1607 - Jamestown, Virginia, was settled as an English colony.

1610 - France's King Henri IV was assassinated by François Ravaillac, bringing his son Louis XIII to the throne.

1643 - Four-year-old Louis XIV became King of France upon the death of his father, Louis XIII; his reign would last just over 72 years, and remains the longest of any European monarch.

1747 - A British fleet under Admiral George Anson defeated a French one commanded by the Marquis de la Jonquière at the first battle of Cape Finisterre during the War of the Austrian Succession.

1804 - The Lewis and Clark Expedition departed from Camp Dubois to begin their historic journey westward by traveling up the Missouri River.

1811 - Paraguay gained its independence from Spain, under José Gaspar Rodríguez de Francia.

1913 - New York Governor William Sulzer approved the charter for the Rockefeller Foundation, which began operations with a $100 million donation from John D. Rockefeller.

1925 - Virginia Woolf's novel Mrs Dalloway was published.

1931 - Five people were killed during the Ådalen shootings when soldiers opened fire on an unarmed trade union demonstration in Sweden.

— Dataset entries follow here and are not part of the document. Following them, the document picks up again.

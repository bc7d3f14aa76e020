//! Additional Authenticated Data: versioned labels binding a ciphertext to
//! its `(user_id, vault_id, purpose)` context. Computed on demand, never
//! stored raw — only the `(user_id, vault_id, Label)` triple is persisted,
//! so a tampered stored label can only ever name a recognized `Label`
//! variant (the type itself forbids a downgrade to an unversioned label).

use serde::{Deserialize, Serialize};

#[derive(Debug, Clone, Copy, PartialEq, Eq, Serialize, Deserialize)]
pub enum Label {
    WmkV1,
    ManifestV1,
    PinMakV1,
}

impl Label {
    #[must_use]
    pub const fn as_str(self) -> &'static str {
        match self {
            Label::WmkV1 => "wmk_v1",
            Label::ManifestV1 => "manifest_v1",
            Label::PinMakV1 => "pin_mak_v1",
        }
    }
}

/// The `(user_id, vault_id)` pair an `AadContext` is scoped to. Stored
/// alongside the `Keystore`/`PinStore` so AAD can be recomputed on demand at
/// seal/open time without ever persisting the computed string itself.
#[derive(Debug, Clone, Serialize, Deserialize, PartialEq, Eq)]
pub struct AadContext {
    pub user_id: String,
    pub vault_id: String,
}

impl AadContext {
    #[must_use]
    pub fn new(user_id: impl Into<String>, vault_id: impl Into<String>) -> Self {
        Self {
            user_id: user_id.into(),
            vault_id: vault_id.into(),
        }
    }

    /// Computes `user_id "|" vault_id "|" label` for a recognized `Label`.
    /// There is no way to construct an AAD string for a label outside the
    /// enum — the type system is the enforcement of spec §6.4's "refuse
    /// AEAD operations with a label it does not recognize".
    #[must_use]
    pub fn compute(&self, label: Label) -> Vec<u8> {
        format!("{}|{}|{}", self.user_id, self.vault_id, label.as_str()).into_bytes()
    }
}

1939 - Lina Medina became the youngest confirmed mother in medical history at the age of five; she named the baby boy after the doctor who'd delivered him, Gerardo Lozada. Medina later married Raúl Jurado, but has repeatedly refused to be interviewed, and has never admitted who the father was; her son Gerardo died in 1979.

1940 - Rotterdam was bombed by the Luftwaffe, four days after the Nazi invasion; the Netherlands surrendered the same day, although fighting persisted in the southern province of Zeeland so as to enable the French to retreat and become entrenched.

1943 - The Australian Hospital Ship Centaur was torpedoed and sunk near North Stradbroke Island off the coast of Queensland by an unknown and unsighted Japanese submarine, killing 332; it took 36 hours to rescue the 64 survivors.

1955 - Eight communist countries in Eastern Europe, including the Soviet Union, signed a mutual defense treaty called the Warsaw Pact at the Presidential Palace in that city.

1991 - Winnie Mandela was jailed for her part in the kidnap of 14 year-old James Seipei (also known as Stompie Moeketsi) who later died of injuries incurred during a savage beating; her sentence was later reduced to a fine on appeal, but her personal appeal (not to mention her marriage to Nelson Mandela and revered position as "Mother of the Nation") was permanently lost.

1995 - Tenzin Gyatso, the 14th Dalai Lama, proclaimed six-year-old Gedhun Choekyi Nyima as the eleventh reincarnation of the Panchen Lama.

2002 - Ten members of the Darwin-based Network Against Prohibition invaded the Legislative Assembly of the Northern Territory of Australia to protest archaic and ineffective anti-drug policies.

2004 - Frederik, Crown Prince of Denmark married the Australian-born Mary Donaldson at Copenhagen Cathedral.

2005 - Pope Benedict XVI observed his first beatification, elevating Blessed Marianne of Molokai on the road to canonization into sainthood.